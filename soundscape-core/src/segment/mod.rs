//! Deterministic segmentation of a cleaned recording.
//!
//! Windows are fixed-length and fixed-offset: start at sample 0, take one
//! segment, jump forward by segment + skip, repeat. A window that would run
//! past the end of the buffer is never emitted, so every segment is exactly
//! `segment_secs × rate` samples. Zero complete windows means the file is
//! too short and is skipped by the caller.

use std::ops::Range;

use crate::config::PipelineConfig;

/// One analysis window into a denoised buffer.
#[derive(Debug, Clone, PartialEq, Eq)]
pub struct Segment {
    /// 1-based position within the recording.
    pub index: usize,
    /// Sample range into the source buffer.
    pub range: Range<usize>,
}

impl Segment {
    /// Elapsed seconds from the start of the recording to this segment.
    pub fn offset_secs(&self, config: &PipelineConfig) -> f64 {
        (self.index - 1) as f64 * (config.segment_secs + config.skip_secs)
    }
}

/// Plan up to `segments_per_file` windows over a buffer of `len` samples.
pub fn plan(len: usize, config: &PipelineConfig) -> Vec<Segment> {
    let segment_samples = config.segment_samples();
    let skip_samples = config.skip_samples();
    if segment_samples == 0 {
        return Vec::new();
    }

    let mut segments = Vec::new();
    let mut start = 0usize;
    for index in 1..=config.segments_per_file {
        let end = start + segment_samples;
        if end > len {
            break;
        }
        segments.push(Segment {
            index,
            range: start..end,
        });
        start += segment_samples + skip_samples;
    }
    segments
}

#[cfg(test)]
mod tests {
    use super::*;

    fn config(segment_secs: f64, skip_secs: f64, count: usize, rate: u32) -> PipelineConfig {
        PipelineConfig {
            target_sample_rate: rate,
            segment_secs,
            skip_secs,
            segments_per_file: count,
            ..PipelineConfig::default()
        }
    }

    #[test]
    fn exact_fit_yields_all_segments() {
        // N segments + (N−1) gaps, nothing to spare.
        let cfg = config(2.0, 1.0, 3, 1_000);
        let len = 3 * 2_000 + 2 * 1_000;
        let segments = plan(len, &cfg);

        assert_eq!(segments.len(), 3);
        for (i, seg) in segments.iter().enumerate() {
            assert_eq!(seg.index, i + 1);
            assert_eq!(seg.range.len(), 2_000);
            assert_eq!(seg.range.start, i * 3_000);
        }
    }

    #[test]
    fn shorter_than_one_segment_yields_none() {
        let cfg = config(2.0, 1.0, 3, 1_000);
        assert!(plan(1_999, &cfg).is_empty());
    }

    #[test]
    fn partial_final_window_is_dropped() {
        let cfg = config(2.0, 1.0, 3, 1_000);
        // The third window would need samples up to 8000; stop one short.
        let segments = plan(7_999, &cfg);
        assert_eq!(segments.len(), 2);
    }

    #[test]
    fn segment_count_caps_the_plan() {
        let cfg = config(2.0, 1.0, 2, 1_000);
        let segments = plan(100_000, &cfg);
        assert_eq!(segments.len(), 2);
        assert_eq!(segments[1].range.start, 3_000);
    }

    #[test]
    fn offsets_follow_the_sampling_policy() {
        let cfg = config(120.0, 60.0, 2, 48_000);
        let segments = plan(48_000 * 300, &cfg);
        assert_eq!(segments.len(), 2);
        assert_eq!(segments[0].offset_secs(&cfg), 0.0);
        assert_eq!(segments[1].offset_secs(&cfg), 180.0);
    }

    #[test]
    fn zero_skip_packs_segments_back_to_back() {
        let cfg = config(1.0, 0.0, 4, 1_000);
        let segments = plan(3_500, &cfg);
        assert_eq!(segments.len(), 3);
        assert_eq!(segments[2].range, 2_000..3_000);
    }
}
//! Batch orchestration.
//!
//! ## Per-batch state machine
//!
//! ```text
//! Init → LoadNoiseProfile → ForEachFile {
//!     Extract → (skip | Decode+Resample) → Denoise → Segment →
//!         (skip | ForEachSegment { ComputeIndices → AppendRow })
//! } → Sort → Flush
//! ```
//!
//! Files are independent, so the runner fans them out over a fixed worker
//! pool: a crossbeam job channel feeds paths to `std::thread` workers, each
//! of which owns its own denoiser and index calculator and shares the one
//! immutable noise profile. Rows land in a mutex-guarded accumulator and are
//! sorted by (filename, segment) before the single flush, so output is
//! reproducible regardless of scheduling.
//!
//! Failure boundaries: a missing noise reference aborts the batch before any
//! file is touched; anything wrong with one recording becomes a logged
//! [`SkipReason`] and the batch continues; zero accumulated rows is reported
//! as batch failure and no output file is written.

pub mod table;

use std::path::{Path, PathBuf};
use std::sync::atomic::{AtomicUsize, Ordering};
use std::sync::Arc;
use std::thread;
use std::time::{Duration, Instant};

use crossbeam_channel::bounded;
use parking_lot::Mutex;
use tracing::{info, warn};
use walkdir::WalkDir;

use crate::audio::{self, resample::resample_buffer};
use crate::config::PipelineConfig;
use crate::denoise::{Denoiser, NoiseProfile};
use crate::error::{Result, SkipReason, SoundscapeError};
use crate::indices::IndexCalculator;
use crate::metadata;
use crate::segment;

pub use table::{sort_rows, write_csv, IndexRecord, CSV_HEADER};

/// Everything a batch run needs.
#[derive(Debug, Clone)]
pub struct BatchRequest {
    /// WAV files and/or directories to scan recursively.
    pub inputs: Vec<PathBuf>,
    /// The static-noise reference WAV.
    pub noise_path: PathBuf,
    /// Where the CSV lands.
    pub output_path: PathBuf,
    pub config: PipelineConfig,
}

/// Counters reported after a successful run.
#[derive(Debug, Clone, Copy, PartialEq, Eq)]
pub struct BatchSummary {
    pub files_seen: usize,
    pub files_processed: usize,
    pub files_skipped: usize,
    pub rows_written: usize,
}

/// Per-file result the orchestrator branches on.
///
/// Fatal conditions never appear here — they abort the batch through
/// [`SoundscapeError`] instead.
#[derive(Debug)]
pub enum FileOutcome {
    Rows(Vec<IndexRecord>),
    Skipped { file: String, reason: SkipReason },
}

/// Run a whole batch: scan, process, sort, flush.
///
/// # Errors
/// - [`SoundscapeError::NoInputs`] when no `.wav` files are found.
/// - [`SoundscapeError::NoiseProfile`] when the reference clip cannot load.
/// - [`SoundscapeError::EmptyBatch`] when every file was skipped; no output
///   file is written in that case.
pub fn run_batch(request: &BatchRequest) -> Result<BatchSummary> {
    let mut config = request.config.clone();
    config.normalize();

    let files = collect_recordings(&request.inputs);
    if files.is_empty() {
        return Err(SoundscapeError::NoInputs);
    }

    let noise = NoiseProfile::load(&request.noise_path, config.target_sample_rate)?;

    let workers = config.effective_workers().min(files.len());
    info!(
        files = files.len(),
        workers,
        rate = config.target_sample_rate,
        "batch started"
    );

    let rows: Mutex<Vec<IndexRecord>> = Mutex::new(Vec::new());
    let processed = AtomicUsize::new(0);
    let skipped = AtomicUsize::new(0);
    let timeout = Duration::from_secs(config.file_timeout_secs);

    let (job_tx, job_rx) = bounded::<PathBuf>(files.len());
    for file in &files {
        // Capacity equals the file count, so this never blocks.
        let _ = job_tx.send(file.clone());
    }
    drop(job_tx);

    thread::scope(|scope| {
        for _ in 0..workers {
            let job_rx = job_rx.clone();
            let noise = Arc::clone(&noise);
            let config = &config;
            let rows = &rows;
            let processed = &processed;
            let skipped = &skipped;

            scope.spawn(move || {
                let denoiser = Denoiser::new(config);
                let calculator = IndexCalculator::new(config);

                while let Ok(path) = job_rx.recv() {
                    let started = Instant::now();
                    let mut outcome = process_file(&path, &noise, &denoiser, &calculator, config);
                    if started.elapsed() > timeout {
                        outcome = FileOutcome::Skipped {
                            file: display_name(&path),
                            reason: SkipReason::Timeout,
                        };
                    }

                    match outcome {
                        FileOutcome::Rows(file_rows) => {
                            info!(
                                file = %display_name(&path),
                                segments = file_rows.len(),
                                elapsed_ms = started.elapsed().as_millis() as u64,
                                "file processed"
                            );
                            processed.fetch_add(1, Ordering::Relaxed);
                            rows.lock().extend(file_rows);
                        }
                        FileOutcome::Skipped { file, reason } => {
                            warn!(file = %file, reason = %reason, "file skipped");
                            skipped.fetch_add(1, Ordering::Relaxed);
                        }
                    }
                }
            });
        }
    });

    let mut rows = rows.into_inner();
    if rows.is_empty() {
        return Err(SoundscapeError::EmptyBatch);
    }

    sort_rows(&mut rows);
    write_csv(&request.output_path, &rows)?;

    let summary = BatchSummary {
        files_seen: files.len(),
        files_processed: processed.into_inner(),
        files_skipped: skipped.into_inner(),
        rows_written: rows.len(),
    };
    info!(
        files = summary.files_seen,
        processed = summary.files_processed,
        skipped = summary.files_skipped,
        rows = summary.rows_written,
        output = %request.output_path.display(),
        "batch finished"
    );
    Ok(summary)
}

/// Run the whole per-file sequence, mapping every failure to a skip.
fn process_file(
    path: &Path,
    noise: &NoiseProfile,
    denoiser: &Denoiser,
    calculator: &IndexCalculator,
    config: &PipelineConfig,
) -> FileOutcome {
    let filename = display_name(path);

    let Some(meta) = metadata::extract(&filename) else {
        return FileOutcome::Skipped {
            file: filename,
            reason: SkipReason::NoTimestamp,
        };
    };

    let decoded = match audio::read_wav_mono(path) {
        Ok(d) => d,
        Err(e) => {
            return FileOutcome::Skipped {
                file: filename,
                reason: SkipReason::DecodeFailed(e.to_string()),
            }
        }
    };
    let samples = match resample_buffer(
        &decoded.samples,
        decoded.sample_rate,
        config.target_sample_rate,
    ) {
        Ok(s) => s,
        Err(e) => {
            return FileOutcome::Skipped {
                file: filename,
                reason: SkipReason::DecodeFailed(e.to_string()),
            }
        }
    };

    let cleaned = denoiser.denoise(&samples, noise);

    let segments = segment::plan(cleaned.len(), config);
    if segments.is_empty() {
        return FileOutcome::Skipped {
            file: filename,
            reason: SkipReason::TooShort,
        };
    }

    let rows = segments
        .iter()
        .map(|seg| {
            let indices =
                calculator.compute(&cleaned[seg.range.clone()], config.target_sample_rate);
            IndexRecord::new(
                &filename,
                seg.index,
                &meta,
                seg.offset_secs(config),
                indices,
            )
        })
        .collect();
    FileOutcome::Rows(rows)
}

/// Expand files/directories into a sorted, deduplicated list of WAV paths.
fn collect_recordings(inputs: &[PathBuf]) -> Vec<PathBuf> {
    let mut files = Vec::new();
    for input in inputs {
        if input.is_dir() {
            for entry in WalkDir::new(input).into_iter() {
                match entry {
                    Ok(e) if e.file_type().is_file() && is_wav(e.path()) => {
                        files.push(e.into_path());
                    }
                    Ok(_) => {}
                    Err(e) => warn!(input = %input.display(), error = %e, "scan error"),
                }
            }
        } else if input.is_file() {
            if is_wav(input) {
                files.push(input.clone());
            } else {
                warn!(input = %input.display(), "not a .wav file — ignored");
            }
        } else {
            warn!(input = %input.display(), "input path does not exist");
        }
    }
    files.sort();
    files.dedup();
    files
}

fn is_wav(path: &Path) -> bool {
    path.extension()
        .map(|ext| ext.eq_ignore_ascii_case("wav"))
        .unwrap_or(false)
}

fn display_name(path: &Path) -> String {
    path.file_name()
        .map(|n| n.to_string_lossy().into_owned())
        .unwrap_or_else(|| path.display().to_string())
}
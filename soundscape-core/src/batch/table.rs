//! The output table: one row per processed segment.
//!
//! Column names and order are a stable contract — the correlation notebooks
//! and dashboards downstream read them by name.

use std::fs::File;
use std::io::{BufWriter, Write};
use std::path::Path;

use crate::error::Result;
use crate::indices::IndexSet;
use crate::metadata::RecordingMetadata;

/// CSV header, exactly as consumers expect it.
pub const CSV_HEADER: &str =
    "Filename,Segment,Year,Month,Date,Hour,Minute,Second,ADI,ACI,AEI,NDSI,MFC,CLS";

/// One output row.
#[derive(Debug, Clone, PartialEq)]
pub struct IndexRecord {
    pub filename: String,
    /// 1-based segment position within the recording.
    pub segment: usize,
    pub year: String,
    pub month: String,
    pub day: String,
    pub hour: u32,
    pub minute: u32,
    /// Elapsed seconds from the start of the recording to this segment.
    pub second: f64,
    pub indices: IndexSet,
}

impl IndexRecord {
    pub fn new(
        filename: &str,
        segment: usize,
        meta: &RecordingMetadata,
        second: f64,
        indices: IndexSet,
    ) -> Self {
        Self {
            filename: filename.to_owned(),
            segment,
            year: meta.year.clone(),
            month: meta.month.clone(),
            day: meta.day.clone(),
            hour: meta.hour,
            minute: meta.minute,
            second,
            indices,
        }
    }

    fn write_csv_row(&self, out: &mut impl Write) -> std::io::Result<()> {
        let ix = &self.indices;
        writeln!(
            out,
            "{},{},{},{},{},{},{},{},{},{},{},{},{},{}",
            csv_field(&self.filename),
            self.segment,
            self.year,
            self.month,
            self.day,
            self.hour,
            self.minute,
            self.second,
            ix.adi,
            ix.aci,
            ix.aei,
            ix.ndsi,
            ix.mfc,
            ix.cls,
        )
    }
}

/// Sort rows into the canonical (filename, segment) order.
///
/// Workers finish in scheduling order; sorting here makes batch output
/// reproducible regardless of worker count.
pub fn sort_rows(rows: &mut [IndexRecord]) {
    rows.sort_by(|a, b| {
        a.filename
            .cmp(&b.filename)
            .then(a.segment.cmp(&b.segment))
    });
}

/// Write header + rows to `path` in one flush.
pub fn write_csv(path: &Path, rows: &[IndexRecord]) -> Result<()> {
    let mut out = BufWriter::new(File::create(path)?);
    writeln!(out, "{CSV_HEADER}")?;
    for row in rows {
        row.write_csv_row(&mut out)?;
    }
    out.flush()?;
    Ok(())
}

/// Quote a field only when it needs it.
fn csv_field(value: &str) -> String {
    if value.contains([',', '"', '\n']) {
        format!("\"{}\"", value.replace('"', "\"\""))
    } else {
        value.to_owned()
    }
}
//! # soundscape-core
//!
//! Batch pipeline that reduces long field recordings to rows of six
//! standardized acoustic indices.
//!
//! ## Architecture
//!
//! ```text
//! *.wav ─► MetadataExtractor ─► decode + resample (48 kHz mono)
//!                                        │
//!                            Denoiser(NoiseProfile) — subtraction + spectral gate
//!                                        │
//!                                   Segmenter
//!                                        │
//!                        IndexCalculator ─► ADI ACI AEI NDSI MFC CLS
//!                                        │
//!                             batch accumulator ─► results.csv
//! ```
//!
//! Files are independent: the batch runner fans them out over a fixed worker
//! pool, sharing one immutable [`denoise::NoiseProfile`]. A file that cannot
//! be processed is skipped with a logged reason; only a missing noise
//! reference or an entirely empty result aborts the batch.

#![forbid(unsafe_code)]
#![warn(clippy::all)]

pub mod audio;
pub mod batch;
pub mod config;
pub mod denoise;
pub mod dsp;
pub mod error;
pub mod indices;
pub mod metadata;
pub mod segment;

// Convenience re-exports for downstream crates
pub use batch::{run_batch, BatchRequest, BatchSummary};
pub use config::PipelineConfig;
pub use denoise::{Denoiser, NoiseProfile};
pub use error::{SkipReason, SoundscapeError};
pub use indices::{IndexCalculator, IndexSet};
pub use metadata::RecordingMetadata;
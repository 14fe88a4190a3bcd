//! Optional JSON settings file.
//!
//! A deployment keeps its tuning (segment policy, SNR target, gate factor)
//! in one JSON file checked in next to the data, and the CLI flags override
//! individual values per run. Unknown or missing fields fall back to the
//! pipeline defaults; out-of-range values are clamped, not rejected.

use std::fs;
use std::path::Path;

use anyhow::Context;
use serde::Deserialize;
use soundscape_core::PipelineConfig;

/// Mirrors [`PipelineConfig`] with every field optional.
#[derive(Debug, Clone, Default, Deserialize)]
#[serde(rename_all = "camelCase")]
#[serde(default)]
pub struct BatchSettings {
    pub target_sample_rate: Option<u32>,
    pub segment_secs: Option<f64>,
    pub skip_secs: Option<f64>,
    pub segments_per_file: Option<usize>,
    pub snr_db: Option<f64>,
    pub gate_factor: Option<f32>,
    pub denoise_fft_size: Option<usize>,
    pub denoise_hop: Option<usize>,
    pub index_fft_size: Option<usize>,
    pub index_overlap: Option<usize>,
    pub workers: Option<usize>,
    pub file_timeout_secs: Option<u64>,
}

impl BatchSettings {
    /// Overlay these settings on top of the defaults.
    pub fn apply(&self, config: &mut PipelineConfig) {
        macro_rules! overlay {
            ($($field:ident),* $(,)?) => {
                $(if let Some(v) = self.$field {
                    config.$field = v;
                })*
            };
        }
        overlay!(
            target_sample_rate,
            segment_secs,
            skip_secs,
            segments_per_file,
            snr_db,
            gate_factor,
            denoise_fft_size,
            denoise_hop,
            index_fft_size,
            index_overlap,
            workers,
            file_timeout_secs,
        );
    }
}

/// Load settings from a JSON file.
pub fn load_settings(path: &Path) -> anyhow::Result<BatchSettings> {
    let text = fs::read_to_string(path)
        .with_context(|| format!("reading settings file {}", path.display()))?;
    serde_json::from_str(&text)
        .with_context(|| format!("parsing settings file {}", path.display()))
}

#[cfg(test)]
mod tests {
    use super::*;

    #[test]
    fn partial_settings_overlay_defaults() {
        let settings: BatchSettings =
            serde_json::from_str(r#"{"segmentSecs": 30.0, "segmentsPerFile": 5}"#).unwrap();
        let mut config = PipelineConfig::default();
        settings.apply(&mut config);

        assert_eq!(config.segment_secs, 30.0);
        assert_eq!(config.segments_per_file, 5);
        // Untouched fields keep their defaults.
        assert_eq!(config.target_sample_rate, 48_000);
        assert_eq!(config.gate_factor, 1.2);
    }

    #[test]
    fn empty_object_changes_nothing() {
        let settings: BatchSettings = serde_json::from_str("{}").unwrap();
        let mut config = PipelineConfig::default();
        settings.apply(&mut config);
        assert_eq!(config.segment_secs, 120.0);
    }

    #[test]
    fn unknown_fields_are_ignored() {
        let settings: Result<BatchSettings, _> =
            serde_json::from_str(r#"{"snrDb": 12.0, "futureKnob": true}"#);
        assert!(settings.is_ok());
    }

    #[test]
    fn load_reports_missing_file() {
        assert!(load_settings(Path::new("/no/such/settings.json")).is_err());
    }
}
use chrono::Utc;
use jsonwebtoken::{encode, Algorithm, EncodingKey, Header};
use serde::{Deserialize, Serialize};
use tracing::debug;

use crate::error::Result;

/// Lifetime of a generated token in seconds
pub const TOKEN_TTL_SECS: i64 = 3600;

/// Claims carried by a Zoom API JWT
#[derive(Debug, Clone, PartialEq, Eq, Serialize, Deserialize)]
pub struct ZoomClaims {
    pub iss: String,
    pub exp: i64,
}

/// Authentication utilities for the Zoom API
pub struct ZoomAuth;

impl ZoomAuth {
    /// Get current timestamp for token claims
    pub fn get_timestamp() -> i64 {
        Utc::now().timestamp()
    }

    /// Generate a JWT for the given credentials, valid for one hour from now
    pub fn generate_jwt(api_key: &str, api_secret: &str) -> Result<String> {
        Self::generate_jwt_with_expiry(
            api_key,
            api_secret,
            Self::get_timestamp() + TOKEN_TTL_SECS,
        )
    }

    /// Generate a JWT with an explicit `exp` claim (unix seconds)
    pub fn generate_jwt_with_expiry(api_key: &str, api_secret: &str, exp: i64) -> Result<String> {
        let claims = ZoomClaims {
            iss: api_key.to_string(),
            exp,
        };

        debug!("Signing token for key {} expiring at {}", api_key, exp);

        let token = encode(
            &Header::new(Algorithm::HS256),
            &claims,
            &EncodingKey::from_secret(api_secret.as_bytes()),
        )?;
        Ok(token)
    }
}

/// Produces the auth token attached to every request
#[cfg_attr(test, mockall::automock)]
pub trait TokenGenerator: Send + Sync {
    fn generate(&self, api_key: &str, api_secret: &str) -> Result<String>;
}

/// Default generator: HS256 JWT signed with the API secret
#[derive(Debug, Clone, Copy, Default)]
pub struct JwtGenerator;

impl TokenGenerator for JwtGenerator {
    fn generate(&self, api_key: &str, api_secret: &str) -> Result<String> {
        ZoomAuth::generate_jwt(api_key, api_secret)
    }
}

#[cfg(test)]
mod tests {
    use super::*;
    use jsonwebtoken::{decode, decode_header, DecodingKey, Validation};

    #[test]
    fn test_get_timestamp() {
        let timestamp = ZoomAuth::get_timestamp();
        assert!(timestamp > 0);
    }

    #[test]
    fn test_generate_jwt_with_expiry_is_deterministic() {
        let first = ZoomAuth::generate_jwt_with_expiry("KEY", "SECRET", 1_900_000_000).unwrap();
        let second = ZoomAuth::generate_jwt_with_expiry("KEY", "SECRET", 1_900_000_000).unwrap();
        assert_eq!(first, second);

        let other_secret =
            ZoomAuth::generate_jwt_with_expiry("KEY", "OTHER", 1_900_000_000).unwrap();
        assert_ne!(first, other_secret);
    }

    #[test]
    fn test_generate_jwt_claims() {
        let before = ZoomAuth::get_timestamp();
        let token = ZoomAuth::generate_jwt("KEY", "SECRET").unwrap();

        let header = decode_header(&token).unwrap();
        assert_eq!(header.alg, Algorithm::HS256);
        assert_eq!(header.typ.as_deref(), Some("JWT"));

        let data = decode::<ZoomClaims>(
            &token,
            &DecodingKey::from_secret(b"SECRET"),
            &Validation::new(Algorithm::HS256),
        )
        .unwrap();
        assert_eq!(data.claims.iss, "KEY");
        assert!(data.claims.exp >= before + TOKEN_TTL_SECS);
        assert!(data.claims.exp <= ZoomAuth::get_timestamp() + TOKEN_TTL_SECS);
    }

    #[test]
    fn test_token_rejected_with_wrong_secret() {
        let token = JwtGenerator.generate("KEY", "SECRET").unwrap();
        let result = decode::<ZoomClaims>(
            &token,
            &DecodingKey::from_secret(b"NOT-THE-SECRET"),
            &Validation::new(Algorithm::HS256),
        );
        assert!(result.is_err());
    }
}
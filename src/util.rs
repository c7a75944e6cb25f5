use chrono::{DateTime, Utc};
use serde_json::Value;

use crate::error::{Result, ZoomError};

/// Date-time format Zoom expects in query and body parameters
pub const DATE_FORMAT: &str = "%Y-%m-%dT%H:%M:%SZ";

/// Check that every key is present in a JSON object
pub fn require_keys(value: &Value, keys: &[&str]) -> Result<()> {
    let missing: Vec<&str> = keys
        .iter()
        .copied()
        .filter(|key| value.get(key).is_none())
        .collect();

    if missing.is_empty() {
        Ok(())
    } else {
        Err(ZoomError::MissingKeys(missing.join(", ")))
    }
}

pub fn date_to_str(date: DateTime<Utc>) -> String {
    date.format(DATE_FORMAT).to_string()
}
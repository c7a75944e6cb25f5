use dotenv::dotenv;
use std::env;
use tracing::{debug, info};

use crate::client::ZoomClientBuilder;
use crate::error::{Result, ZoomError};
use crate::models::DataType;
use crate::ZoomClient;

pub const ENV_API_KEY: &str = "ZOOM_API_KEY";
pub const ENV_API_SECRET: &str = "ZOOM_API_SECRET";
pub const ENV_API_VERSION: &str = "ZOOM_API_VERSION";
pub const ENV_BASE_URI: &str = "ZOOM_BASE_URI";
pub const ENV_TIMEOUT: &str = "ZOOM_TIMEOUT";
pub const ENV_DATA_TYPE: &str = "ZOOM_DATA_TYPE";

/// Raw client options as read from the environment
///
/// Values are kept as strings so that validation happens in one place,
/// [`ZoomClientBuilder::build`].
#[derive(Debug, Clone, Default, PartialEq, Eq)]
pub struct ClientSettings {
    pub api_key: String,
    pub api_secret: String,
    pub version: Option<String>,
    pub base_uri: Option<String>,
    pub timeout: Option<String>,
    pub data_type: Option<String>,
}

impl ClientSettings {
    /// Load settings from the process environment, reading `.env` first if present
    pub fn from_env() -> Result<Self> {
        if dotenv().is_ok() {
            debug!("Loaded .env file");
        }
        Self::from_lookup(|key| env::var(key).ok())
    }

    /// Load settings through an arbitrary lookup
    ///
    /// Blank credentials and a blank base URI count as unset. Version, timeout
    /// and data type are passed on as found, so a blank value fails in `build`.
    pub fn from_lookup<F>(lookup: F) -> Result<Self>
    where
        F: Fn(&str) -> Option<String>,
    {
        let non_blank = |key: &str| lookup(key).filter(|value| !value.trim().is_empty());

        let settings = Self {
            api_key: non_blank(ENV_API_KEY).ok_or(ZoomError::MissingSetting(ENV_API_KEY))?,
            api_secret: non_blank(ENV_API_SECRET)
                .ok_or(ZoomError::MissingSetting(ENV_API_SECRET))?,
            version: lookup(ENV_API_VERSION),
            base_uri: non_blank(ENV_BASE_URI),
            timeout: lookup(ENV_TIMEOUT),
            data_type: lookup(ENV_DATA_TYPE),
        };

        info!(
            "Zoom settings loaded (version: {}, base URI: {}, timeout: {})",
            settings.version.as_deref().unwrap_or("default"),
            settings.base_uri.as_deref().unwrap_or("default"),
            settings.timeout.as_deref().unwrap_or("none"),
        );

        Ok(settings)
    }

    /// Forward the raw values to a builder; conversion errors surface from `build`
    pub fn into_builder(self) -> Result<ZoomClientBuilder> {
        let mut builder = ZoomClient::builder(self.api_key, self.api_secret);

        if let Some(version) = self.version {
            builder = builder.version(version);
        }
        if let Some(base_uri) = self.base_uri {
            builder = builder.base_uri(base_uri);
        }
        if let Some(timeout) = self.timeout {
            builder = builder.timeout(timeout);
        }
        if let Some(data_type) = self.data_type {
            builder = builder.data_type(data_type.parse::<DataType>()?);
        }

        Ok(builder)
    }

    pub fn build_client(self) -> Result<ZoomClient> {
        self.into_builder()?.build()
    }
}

::::

### WHAT THIS TASK INVOLVES
When "filter" shows up in a line of the material, report that line.

### RESULT FOR THIS TASK
        .filter(|key| value.get(key).is_none())
        let non_blank = |key: &str| lookup(key).filter(|value| !value.trim().is_empty());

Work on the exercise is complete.